Requirement
Search the records that follow and extract every line containing the string "static".

[Extracted data entries]
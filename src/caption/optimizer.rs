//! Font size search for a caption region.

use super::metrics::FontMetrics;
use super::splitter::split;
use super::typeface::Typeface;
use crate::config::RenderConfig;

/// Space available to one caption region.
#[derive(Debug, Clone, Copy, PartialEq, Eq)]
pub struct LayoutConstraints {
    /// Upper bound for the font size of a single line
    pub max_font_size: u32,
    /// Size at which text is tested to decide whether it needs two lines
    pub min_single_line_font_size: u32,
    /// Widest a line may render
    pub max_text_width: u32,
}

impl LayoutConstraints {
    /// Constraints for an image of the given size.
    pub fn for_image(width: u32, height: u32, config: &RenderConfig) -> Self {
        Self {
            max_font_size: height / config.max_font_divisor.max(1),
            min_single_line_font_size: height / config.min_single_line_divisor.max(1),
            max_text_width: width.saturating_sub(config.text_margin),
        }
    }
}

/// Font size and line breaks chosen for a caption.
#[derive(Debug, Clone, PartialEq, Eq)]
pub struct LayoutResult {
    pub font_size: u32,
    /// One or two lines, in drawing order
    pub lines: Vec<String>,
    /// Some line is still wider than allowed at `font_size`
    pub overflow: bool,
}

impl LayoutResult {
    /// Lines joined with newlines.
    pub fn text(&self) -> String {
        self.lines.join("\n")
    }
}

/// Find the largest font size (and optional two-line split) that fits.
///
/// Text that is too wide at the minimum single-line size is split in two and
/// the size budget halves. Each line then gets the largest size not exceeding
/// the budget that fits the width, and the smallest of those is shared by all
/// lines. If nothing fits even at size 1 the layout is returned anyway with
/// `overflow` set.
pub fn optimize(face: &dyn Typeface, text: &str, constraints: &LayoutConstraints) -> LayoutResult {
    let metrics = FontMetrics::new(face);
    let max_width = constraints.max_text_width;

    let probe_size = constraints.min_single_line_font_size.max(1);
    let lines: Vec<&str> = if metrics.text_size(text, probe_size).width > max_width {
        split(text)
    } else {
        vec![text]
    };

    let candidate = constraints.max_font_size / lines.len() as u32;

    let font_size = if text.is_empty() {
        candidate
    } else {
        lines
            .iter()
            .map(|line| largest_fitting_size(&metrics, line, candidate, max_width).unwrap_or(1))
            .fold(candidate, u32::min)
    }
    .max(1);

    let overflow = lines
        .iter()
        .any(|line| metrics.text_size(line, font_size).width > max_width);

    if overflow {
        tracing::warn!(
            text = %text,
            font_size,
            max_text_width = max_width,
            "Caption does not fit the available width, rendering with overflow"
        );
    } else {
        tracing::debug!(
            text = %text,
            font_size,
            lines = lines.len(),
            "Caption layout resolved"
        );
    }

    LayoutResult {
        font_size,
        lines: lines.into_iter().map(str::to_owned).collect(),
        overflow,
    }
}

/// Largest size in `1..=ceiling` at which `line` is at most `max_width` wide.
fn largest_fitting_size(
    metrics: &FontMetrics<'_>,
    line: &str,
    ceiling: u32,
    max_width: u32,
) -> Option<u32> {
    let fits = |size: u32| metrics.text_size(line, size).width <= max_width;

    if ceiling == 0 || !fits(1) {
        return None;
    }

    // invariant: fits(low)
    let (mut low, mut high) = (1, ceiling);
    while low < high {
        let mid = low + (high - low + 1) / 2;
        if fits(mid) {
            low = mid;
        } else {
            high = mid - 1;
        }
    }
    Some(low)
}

...

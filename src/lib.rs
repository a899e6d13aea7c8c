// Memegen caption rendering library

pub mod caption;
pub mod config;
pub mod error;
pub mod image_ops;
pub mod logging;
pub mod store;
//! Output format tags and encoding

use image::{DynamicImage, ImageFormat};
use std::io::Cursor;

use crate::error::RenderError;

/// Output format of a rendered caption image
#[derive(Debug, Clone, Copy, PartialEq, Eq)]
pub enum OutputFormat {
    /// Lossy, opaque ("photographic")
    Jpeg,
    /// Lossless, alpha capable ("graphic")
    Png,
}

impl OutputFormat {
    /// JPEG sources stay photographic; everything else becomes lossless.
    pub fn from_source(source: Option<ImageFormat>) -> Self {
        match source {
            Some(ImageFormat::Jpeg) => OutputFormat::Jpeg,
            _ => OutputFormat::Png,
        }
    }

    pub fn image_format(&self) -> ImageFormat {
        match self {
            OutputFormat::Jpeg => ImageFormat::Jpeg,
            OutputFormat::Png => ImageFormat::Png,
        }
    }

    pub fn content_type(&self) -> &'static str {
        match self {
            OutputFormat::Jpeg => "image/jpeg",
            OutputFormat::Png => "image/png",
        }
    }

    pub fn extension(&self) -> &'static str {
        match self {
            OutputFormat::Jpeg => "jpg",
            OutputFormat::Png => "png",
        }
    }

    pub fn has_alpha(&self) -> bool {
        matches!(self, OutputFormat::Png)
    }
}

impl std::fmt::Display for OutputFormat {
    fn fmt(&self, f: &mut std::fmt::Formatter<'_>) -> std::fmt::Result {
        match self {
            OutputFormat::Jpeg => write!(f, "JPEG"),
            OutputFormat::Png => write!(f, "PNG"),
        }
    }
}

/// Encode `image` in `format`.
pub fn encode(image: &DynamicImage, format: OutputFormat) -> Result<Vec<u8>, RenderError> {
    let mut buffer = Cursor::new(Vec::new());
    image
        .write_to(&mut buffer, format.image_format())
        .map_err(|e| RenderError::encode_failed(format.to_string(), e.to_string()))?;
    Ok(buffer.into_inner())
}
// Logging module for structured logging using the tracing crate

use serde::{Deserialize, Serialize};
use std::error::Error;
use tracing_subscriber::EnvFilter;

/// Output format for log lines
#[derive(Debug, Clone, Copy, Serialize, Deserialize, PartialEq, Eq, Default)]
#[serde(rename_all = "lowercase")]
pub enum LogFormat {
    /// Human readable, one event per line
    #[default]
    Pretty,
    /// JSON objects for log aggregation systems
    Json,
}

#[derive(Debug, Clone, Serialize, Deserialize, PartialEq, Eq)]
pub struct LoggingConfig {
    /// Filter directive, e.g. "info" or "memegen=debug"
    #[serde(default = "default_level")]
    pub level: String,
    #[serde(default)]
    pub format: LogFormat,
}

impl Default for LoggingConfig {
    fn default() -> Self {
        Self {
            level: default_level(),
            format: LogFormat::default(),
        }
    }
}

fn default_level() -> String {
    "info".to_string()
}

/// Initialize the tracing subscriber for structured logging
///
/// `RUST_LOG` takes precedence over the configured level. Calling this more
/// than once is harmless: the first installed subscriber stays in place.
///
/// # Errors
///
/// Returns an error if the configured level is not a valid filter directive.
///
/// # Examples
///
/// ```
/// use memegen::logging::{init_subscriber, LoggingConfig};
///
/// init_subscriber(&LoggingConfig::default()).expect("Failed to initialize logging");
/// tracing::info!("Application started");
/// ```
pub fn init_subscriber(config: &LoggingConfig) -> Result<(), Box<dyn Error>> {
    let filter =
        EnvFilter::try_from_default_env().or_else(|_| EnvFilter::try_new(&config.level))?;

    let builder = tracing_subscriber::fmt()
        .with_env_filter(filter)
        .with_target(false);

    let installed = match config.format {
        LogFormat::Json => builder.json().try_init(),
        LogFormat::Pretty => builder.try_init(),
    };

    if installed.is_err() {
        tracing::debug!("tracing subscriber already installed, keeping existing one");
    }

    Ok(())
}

Solution for this task
    pub fn content_type(&self) -> &'static str {
    pub fn extension(&self) -> &'static str {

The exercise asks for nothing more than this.